Sandra Ligian Nerling[19], afirma que as pessoas jurídicas, consideradas “agrupamentos humanos” podem sofrer dano moral, estando aptas, pois, a propor ações indenizatórias. A autora sustenta sua posição no art. 5°, inciso X da Constituição Federal que iguala todos perante a lei e assegura-lhes o direito à vida privada, intimidade, honra, imagem, além de assegurar a reparação por danos materiais e morais pela violação dos mesmos.
Diante do pensamento supra, podemos sustentar que se um agrupamento de indivíduos formal pode ter seus valores lesados, com muito mais razão, os agrupamentos humanos formados naturalmente pelo convívio aleatório e pelo compartilhamento de interesses possui um conteúdo moral a ser violado, em virtude da naturalidade da construção dos valores imperantes nas comunidades não formais, fato que os tornam mais enraizados.
Em contrapartida, os professores Pablo Stolze e Rodolfo Pamplona Filho[20], defendem que o instituto do dano moral coletivo somente foi viabilizado com a vigência do Código de Defesa do Consumidor e com a Lei da Ação Civil Pública, pois os mesmos consideram que o dano moral advém da lesão aos direitos da personalidade e tomam como impossível, salvo sob a imposição supra, a existência de uma personalidade jurídica coletiva.
Carlos Alberto Bittar Filho[21], em sentido oposto, defende a existência de uma carga de valores pertencente à comunidade.
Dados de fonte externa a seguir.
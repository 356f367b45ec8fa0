use contracts::domain::a006_bill::aggregate::{Bill, GenerateBillsRequest, GenerateBillsResponse};

use crate::shared::api_utils::{collection_path, ApiClient, ApiError};

pub const COLLECTION: &str = "bills";

pub async fn fetch_bills(client: &ApiClient) -> Result<Vec<Bill>, ApiError> {
    client.fetch_collection(COLLECTION).await
}

/// Server-side bill run for one period; amounts are computed by the backend
pub async fn generate_bills(
    client: &ApiClient,
    period: &str,
) -> Result<GenerateBillsResponse, ApiError> {
    let request = GenerateBillsRequest {
        period: period.to_string(),
    };
    let path = format!("{}/generate", collection_path(COLLECTION));
    client.post(&path, &request).await
}
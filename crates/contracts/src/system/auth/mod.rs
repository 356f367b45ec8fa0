use serde::{Deserialize, Serialize};

#[derive(Debug, Clone, Serialize, Deserialize)]
pub struct LoginRequest {
    pub username: String,
    pub password: String,
}

#[derive(Debug, Clone, Serialize, Deserialize)]
pub struct LoginResponse {
    pub access_token: String,
    pub user: UserInfo,
}

/// Console role. Decides which dashboard a user lands on; the backend
/// enforces the actual permissions.
#[derive(Debug, Clone, Copy, PartialEq, Eq, Serialize, Deserialize)]
#[serde(rename_all = "snake_case")]
pub enum Role {
    User,
    Operator,
    Admin,
}

impl Role {
    pub fn label(&self) -> &'static str {
        match self {
            Role::User => "Customer",
            Role::Operator => "Operator",
            Role::Admin => "Administrator",
        }
    }
}

#[derive(Debug, Clone, PartialEq, Serialize, Deserialize)]
pub struct UserInfo {
    pub id: String,
    pub username: String,
    pub full_name: Option<String>,
    pub role: Role,
    /// Set for `Role::User` accounts tied to a customer account.
    pub customer_id: Option<String>,
}

impl UserInfo {
    pub fn display_name(&self) -> &str {
        self.full_name.as_deref().unwrap_or(&self.username)
    }
}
E não poderia ser diferente, em uma comunidade convivem indivíduos que compartilham de interesses comuns, ainda que não sejam todos. Gozam de direitos e expectativas inerentes à comunidade que integram, seja um grupo de uma rede virtual, seja uma cidade ou um condomínio, ou ainda, uma classe trabalhista. Formada a comunidade, o grupo, a categoria ou a classe, estes possuem expectativas relacionadas a essa composição que, pelo simples fato de existir, forma um círculo de valores e expectativas, os quais, violados injustamente, configuram o dano moral coletivo.
No julgamento do Recurso Especial (REsp) 636.021, em 2008 a Ministra Nancy Andrighi[22], ao preferir seu voto afirmou que:
A aceitação do dano moral coletivo ou difuso é certamente uma das questões mais controversas do direito contemporâneo (...). Ao falar de interesses individuais homogênios, indica-se a existência de uma pluralidade de direitos subjetivos individuais que, violados por uma origem comum, aceitam uma tutela jurisdicional coletiva.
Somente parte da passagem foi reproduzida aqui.